Prendendo fiato e cercando di contenere un lieve tremore delle mani, Patti riprese a parlare: “Garry è tuo amico, Bruce. Ed è un collaboratore affidabile, premuroso e rispettoso. Perché lo torturi? Perché lo insulti? Cosa vuoi dimostrare? Di essere il Boss? Beh, non è questo il modo giusto, credimi”. Ecco, ci era andata giù pesante. Intravide Danny affondare sempre di più nella propria sedia... Si sarebbe voluto chiaramente seppellire.
“Ma chi ti credi di essere?”, domandò Bruce, con un tono strano, affettato, come distorto dalla rabbia. I suoi lineamenti si erano fatti contratti, seri, oscuri. “Credi di poter venire qui, nella mia band e fare la voce grossa? Per cosa, poi? Cosa te ne darebbe il diritto, sentiamo un po'”.
Patti si passò la lingua sulle labbra, alla ricerca di una risposta brillante da dare, ma non le venne in mente nulla. Vuoto assoluto. Le guance le bruciavano selvaggiamente.
“Esattamente, niente te ne dà il diritto. Niente, chiaro?”, proseguì lui, stringendo i denti, “Tu non sei niente senza questa band”. No. No. No, quello non doveva, non doveva dirlo.

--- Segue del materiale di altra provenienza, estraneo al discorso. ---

#[async_trait::async_trait]
impl crate::RepositoryStore for MemoryRepositoryStore {
    async fn create_repository(
        &self,
        virtual_storage: &str,
        relative_path: &str,
        primary: &str,
        updated_secondaries: &[String],
        outdated_secondaries: &[String],
        store_primary: bool,
        store_assignments: bool,
    ) -> Result<()> {
        let mut inner = self.inner.lock().unwrap();
        let key = Self::key(virtual_storage, relative_path);

        if inner.repositories.contains_key(&key) {
            return Err(DatastoreError::AlreadyExists);
        }

        inner.repositories.insert(
            key.clone(),
            RepositoryRow {
                generation: 0,
                primary: store_primary.then(|| primary.to_string()),
                primary_elected_at: store_primary.then(Utc::now),
            },
        );

        let replicas = inner.replicas.entry(key.clone()).or_default();
        replicas.insert(primary.to_string(), 0);
        for storage in updated_secondaries {
            replicas.insert(storage.clone(), 0);
        }
        for storage in outdated_secondaries {
            replicas.insert(storage.clone(), GENERATION_UNKNOWN);
        }

        if store_assignments {
            let assigned = inner.assignments.entry(key).or_default();
            assigned.insert(primary.to_string());
            assigned.extend(updated_secondaries.iter().cloned());
            assigned.extend(outdated_secondaries.iter().cloned());
        }
        Ok(())
    }

    async fn set_generation(
        &self,
        virtual_storage: &str,
        relative_path: &str,
        storage: &str,
        generation: i64,
    ) -> Result<()> {
        let mut inner = self.inner.lock().unwrap();
        let key = Self::key(virtual_storage, relative_path);
        inner
            .replicas
            .entry(key.clone())
            .or_default()
            .insert(storage.to_string(), generation);

        // The repository record tracks the highest generation ever written.
        if let Some(row) = inner.repositories.get_mut(&key) {
            row.generation = row.generation.max(generation);
        }
        Ok(())
    }

    async fn increment_generation(
        &self,
        virtual_storage: &str,
        relative_path: &str,
        primary: &str,
        secondaries: &[String],
    ) -> Result<i64> {
        let mut inner = self.inner.lock().unwrap();
        let key = Self::key(virtual_storage, relative_path);

        let old = inner
            .repositories
            .get(&key)
            .ok_or_else(|| Self::not_found(virtual_storage, relative_path))?
            .generation;

        let replicas = inner.replicas.entry(key.clone()).or_default();
        if replicas.get(primary).copied().unwrap_or(GENERATION_UNKNOWN) != old {
            return Err(DatastoreError::WriteToOutdated);
        }

        let new = old + 1;
        replicas.insert(primary.to_string(), new);
        for storage in secondaries {
            if replicas.get(storage).copied() == Some(old) {
                replicas.insert(storage.clone(), new);
            }
        }
        inner.repositories.get_mut(&key).unwrap().generation = new;
        Ok(new)
    }

    async fn get_generation(
        &self,
        virtual_storage: &str,
        relative_path: &str,
        storage: &str,
    ) -> Result<i64> {
        let inner = self.inner.lock().unwrap();
        Ok(inner
            .replicas
            .get(&Self::key(virtual_storage, relative_path))
            .and_then(|replicas| replicas.get(storage))
            .copied()
            .unwrap_or(GENERATION_UNKNOWN))
    }

    async fn get_replicated_generation(
        &self,
        virtual_storage: &str,
        relative_path: &str,
        source: &str,
        target: &str,
    ) -> Result<i64> {
        let (source_generation, target_generation) = {
            let inner = self.inner.lock().unwrap();
            let replicas = inner
                .replicas
                .get(&Self::key(virtual_storage, relative_path))
                .cloned()
                .unwrap_or_default();
            (
                replicas.get(source).copied().unwrap_or(GENERATION_UNKNOWN),
                replicas.get(target).copied().unwrap_or(GENERATION_UNKNOWN),
            )
        };

        if target_generation <= source_generation {
            Ok(source_generation)
        } else {
            Err(DatastoreError::DowngradeAttempted {
                storage: target.to_string(),
                current: target_generation,
                attempted: source_generation,
            })
        }
    }

    async fn get_consistent_storages(
        &self,
        virtual_storage: &str,
        relative_path: &str,
    ) -> Result<BTreeSet<String>> {
        let inner = self.inner.lock().unwrap();
        let key = Self::key(virtual_storage, relative_path);

        if !inner.repositories.contains_key(&key) {
            return Err(Self::not_found(virtual_storage, relative_path));
        }

        let replicas = inner.replicas.get(&key).cloned().unwrap_or_default();
        let max = replicas.values().copied().max().unwrap_or(GENERATION_UNKNOWN);
        Ok(replicas
            .into_iter()
            .filter(|(_, generation)| *generation == max && *generation != GENERATION_UNKNOWN)
            .map(|(storage, _)| storage)
            .collect())
    }

    async fn repository_exists(&self, virtual_storage: &str, relative_path: &str) -> Result<bool> {
        let inner = self.inner.lock().unwrap();
        Ok(inner
            .repositories
            .contains_key(&Self::key(virtual_storage, relative_path)))
    }

    async fn delete_repository(
        &self,
        virtual_storage: &str,
        relative_path: &str,
        storages: &[String],
    ) -> Result<()> {
        let mut inner = self.inner.lock().unwrap();
        let key = Self::key(virtual_storage, relative_path);

        if inner.repositories.remove(&key).is_none() {
            return Err(Self::not_found(virtual_storage, relative_path));
        }
        inner.assignments.remove(&key);

        if let Some(replicas) = inner.replicas.get_mut(&key) {
            for storage in storages {
                replicas.remove(storage);
            }
            if replicas.is_empty() {
                inner.replicas.remove(&key);
            }
        }
        Ok(())
    }

    async fn delete_replica(
        &self,
        virtual_storage: &str,
        relative_path: &str,
        storage: &str,
    ) -> Result<()> {
        let mut inner = self.inner.lock().unwrap();
        let removed = inner
            .replicas
            .get_mut(&Self::key(virtual_storage, relative_path))
            .and_then(|replicas| replicas.remove(storage));
        match removed {
            Some(_) => Ok(()),
            None => Err(DatastoreError::NoRowsAffected),
        }
    }

    async fn rename_repository(
        &self,
        virtual_storage: &str,
        relative_path: &str,
        new_relative_path: &str,
    ) -> Result<()> {
        let mut inner = self.inner.lock().unwrap();
        let old_key = Self::key(virtual_storage, relative_path);
        let new_key = Self::key(virtual_storage, new_relative_path);

        if inner.repositories.contains_key(&new_key) {
            return Err(DatastoreError::AlreadyExists);
        }
        let Some(row) = inner.repositories.remove(&old_key) else {
            return Err(Self::not_found(virtual_storage, relative_path));
        };
        inner.repositories.insert(new_key.clone(), row);
        if let Some(replicas) = inner.replicas.remove(&old_key) {
            inner.replicas.insert(new_key.clone(), replicas);
        }
        if let Some(assigned) = inner.assignments.remove(&old_key) {
            inner.assignments.insert(new_key, assigned);
        }
        Ok(())
    }

    async fn set_authoritative_replica(
        &self,
        virtual_storage: &str,
        relative_path: &str,
        storage: &str,
    ) -> Result<()> {
        let mut inner = self.inner.lock().unwrap();
        let key = Self::key(virtual_storage, relative_path);

        let row = inner
            .repositories
            .get_mut(&key)
            .ok_or_else(|| Self::not_found(virtual_storage, relative_path))?;
        row.generation += 1;
        let generation = row.generation;

        inner
            .replicas
            .entry(key)
            .or_default()
            .insert(storage.to_string(), generation);
        Ok(())
    }

    async fn get_partially_available_repositories(
        &self,
        virtual_storage: &str,
    ) -> Result<Vec<RepositoryInfo>> {
        let inner = self.inner.lock().unwrap();
        let mut out: Vec<RepositoryInfo> = inner
            .repositories
            .keys()
            .filter(|key| key.0 == virtual_storage)
            .filter_map(|key| self.metadata_locked(&inner, key))
            .filter(RepositoryInfo::is_partially_available)
            .collect();
        out.sort_by(|a, b| a.relative_path.cmp(&b.relative_path));
        Ok(out)
    }

    async fn list_repositories(&self, virtual_storage: &str) -> Result<Vec<RepositoryInfo>> {
        let inner = self.inner.lock().unwrap();
        let mut out: Vec<RepositoryInfo> = inner
            .repositories
            .keys()
            .filter(|key| key.0 == virtual_storage)
            .filter_map(|key| self.metadata_locked(&inner, key))
            .collect();
        out.sort_by(|a, b| a.relative_path.cmp(&b.relative_path));
        Ok(out)
    }

    async fn orphaned_replicas(&self, virtual_storage: &str) -> Result<Vec<(String, String)>> {
        let inner = self.inner.lock().unwrap();
        let mut out = Vec::new();
        for (key, replicas) in &inner.replicas {
            if key.0 != virtual_storage || inner.repositories.contains_key(key) {
                continue;
            }
            for storage in replicas.keys() {
                out.push((key.1.clone(), storage.clone()));
            }
        }
        out.sort();
        Ok(out)
    }

    async fn repository_metadata(
        &self,
        virtual_storage: &str,
        relative_path: &str,
    ) -> Result<RepositoryInfo> {
        let inner = self.inner.lock().unwrap();
        self.metadata_locked(&inner, &Self::key(virtual_storage, relative_path))
            .ok_or_else(|| Self::not_found(virtual_storage, relative_path))
    }

    async fn get_host_assignments(
        &self,
        virtual_storage: &str,
        relative_path: &str,
    ) -> Result<Vec<String>> {
        let inner = self.inner.lock().unwrap();
        Ok(self
            .assignments_of(&inner, &Self::key(virtual_storage, relative_path))
            .into_iter()
            .collect())
    }

    async fn set_replication_factor(
        &self,
        virtual_storage: &str,
        relative_path: &str,
        replication_factor: usize,
    ) -> Result<Vec<String>> {
        let configured = self.configured.get(virtual_storage).cloned().unwrap_or_default();
        if replication_factor < 1 || replication_factor > configured.len() {
            return Err(DatastoreError::InvalidArgument(format!(
                "replication factor must be between 1 and {}, got {}",
                configured.len(),
                replication_factor
            )));
        }

        let mut inner = self.inner.lock().unwrap();
        let key = Self::key(virtual_storage, relative_path);
        let primary = inner
            .repositories
            .get(&key)
            .ok_or_else(|| Self::not_found(virtual_storage, relative_path))?
            .primary
            .clone();

        let mut assigned = self.assignments_of(&inner, &key);
        let mut rng = rand::thread_rng();

        while assigned.len() > replication_factor {
            let removable: Vec<String> = assigned
                .iter()
                .filter(|storage| Some(storage.as_str()) != primary.as_deref())
                .cloned()
                .collect();
            match removable.choose(&mut rng) {
                Some(storage) => assigned.remove(storage),
                None => break,
            };
        }
        while assigned.len() < replication_factor {
            let candidates: Vec<String> = configured
                .iter()
                .filter(|storage| !assigned.contains(*storage))
                .cloned()
                .collect();
            match candidates.choose(&mut rng) {
                Some(storage) => assigned.insert(storage.clone()),
                None => break,
            };
        }

        inner.assignments.insert(key, assigned.clone());
        Ok(assigned.into_iter().collect())
    }

    async fn get_primary(
        &self,
        virtual_storage: &str,
        relative_path: &str,
    ) -> Result<PrimaryRecord> {
        let inner = self.inner.lock().unwrap();
        let row = inner
            .repositories
            .get(&Self::key(virtual_storage, relative_path))
            .ok_or_else(|| Self::not_found(virtual_storage, relative_path))?;
        Ok(PrimaryRecord {
            storage: row.primary.clone(),
            elected_at: row.primary_elected_at,
        })
    }

    async fn elect_primary(
        &self,
        virtual_storage: &str,
        relative_path: &str,
        candidate: &str,
        failover_timeout: Duration,
    ) -> Result<String> {
        let mut inner = self.inner.lock().unwrap();
        let row = inner
            .repositories
            .get_mut(&Self::key(virtual_storage, relative_path))
            .ok_or_else(|| Self::not_found(virtual_storage, relative_path))?;

        match &row.primary {
            Some(incumbent)
                if incumbent != candidate && !is_past(row.primary_elected_at, failover_timeout) =>
            {
                Ok(incumbent.clone())
            }
            _ => {
                row.primary = Some(candidate.to_string());
                row.primary_elected_at = Some(Utc::now());
                Ok(candidate.to_string())
            }
        }
    }

    async fn storage_lag(&self, virtual_storage: &str) -> Result<HashMap<String, i64>> {
        let inner = self.inner.lock().unwrap();
        let storages = self.configured.get(virtual_storage).cloned().unwrap_or_default();
        let mut lag: HashMap<String, i64> =
            storages.iter().map(|storage| (storage.clone(), 0)).collect();

        for (key, row) in &inner.repositories {
            if key.0 != virtual_storage {
                continue;
            }
            let replicas = inner.replicas.get(key);
            for storage in &storages {
                let generation = replicas
                    .and_then(|replicas| replicas.get(storage))
                    .copied()
                    .unwrap_or(GENERATION_UNKNOWN);
                *lag.get_mut(storage).unwrap() += row.generation - generation;
            }
        }
        Ok(lag)
    }
}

“Non sei niente senza di me”, proseguì.
Quelle parole.
Quelle parole furono una coltellata.
Ripensò a tutte le volte che i suoi l'avevano pregata di tornare a casa, le avevano detto che poteva trovarsi un vero lavoro... Che non era niente, lei, nella musica, che non sarebbe mai stata nessuno. Era sempre stata una delusione per tutti, sempre... Sentì le mani tremare convulsamente e avrebbe voluto fermarle, avrebbe voluto essere forte... ma non ci riusciva.
La voce di Bruce si faceva sempre più austera. “Sono io che ti ho portato fuori da quella topaia che è Asbury Park e sono io che posso rispedirtici all'istante, il tour non è ancora iniziato e...”.
“Basta!”, gridò Patti, talmente forte da farsi male alle orecchie, e le sue unghie si conficcarono dolorosamente nel palmo chiuso delle sue mani, “Piantala, ti prego! Piantala!”.
Adesso piangeva e non avrebbe voluto: no, non avrebbe mai e poi mai desiderato che la band la vedesse in quelle condizioni. Era incapace di reagire, ferita e pronta ad essere colpita ancora. Come già era accaduto tante, troppe volte.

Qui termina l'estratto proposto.